**EXERCISE**
Copy each line of the listing where the word "references" can be found.

**SUPPLIED DATA**
********

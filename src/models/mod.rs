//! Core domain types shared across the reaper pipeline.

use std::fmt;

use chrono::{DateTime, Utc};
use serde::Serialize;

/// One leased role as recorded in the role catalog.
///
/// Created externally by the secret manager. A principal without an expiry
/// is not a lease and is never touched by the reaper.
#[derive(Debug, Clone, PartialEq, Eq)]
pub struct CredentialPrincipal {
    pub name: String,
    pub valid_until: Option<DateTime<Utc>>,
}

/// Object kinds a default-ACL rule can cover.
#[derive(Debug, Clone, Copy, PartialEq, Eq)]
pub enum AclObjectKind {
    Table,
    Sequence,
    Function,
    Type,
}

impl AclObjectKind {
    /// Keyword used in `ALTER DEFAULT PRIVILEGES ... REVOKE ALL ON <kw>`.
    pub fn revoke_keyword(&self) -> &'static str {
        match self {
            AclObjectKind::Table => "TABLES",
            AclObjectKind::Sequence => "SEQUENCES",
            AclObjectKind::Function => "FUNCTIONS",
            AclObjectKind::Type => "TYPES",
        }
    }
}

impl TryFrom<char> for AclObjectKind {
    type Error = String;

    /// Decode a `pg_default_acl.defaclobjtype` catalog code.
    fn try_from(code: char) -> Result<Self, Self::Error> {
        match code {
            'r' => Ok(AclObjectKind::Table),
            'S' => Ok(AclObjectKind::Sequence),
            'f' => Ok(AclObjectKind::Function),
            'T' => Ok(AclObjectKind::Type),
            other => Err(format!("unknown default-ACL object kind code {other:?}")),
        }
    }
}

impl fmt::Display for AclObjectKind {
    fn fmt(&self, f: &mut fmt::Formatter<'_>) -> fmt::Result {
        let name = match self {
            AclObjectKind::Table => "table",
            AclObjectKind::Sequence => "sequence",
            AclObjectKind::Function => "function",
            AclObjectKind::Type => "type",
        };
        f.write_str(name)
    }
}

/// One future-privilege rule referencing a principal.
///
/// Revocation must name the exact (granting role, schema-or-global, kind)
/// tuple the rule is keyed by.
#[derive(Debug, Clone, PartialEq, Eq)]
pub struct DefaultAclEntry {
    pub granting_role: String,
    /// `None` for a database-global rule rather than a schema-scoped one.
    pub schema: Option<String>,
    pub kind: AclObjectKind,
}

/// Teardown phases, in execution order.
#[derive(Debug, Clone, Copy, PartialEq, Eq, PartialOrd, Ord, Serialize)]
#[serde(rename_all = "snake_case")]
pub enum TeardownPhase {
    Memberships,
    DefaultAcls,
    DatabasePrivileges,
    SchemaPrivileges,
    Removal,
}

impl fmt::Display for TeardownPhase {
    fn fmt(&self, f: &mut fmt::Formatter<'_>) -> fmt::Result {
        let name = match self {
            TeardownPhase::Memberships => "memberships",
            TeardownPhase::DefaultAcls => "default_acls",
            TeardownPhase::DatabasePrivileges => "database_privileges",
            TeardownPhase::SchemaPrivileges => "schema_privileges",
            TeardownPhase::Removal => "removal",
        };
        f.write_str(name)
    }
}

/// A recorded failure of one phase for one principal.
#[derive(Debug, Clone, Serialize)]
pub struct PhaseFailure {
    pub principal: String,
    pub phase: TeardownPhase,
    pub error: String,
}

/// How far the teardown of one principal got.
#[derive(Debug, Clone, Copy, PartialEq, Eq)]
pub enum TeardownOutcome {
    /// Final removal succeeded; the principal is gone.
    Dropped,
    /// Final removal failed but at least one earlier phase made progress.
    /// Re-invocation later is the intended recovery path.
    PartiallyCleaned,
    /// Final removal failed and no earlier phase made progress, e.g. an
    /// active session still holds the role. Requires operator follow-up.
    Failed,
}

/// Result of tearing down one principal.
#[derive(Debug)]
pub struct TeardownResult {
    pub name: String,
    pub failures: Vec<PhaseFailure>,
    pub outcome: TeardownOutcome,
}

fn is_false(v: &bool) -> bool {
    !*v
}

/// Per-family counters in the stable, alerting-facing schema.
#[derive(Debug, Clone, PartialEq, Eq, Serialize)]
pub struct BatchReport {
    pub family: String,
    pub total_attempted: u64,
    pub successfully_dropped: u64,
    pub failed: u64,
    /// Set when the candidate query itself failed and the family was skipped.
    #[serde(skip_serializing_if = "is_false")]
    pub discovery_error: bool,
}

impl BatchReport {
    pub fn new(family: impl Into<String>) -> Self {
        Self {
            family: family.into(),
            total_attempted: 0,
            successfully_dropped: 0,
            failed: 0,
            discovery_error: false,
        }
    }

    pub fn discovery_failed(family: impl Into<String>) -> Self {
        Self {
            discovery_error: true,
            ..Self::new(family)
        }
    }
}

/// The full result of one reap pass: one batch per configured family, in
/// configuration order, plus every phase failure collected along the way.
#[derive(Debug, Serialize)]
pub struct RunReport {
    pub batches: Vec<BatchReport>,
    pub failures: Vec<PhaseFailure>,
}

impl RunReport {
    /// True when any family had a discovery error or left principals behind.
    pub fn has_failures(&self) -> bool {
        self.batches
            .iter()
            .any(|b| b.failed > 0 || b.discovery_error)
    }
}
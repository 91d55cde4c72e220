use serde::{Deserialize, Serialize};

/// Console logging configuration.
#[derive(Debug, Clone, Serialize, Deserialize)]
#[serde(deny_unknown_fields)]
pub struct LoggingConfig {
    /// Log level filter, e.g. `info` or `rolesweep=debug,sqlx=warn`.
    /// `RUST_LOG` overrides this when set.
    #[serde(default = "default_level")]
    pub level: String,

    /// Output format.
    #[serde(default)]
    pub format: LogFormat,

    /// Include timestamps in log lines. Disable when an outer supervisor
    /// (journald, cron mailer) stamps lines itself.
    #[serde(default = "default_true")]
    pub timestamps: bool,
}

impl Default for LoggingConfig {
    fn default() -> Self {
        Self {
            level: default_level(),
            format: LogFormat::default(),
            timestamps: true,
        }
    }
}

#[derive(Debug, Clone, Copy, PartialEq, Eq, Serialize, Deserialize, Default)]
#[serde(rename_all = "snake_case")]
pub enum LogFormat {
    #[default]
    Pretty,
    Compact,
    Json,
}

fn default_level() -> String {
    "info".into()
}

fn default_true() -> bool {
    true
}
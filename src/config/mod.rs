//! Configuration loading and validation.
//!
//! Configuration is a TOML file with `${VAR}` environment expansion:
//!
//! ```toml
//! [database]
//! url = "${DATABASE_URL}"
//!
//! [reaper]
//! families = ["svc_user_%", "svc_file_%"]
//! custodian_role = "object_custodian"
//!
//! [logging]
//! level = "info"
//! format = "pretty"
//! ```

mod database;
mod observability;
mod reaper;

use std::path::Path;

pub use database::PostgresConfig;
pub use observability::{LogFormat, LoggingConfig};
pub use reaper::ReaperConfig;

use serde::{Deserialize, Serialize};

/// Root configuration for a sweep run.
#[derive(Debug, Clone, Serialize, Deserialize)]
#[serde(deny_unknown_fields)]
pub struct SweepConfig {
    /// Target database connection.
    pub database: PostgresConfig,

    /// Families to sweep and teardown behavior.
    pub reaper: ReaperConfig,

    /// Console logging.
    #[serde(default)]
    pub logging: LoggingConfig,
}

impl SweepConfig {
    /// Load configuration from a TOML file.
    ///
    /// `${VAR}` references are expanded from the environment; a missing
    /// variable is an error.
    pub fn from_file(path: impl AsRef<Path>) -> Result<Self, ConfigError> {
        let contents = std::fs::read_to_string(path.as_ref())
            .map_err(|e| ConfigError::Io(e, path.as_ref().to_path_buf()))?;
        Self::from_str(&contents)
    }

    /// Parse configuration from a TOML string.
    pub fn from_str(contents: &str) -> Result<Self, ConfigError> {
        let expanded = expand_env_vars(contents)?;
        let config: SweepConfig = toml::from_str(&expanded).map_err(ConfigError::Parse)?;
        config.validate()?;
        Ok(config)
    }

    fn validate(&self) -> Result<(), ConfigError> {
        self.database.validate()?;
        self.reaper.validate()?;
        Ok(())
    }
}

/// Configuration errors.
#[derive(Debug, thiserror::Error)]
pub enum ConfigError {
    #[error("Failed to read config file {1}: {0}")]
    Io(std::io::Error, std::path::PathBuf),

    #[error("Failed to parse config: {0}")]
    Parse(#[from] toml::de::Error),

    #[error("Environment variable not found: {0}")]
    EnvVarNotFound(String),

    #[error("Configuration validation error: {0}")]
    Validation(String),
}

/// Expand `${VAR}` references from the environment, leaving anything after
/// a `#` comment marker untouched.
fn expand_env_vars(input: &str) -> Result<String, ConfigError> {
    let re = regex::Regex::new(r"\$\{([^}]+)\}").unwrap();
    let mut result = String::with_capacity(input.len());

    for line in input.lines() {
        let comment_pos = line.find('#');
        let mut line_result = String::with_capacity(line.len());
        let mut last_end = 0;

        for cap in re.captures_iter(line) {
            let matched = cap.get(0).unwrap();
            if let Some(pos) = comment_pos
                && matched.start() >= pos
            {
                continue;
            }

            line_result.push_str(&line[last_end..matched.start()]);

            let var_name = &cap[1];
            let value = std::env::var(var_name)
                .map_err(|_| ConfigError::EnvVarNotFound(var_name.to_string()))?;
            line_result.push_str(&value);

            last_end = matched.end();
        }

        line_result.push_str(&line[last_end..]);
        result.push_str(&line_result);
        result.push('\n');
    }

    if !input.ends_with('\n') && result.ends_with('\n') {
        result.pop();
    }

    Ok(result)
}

********

**WORKED SOLUTION**
    /// `${VAR}` references are expanded from the environment; a missing
/// Expand `${VAR}` references from the environment, leaving anything after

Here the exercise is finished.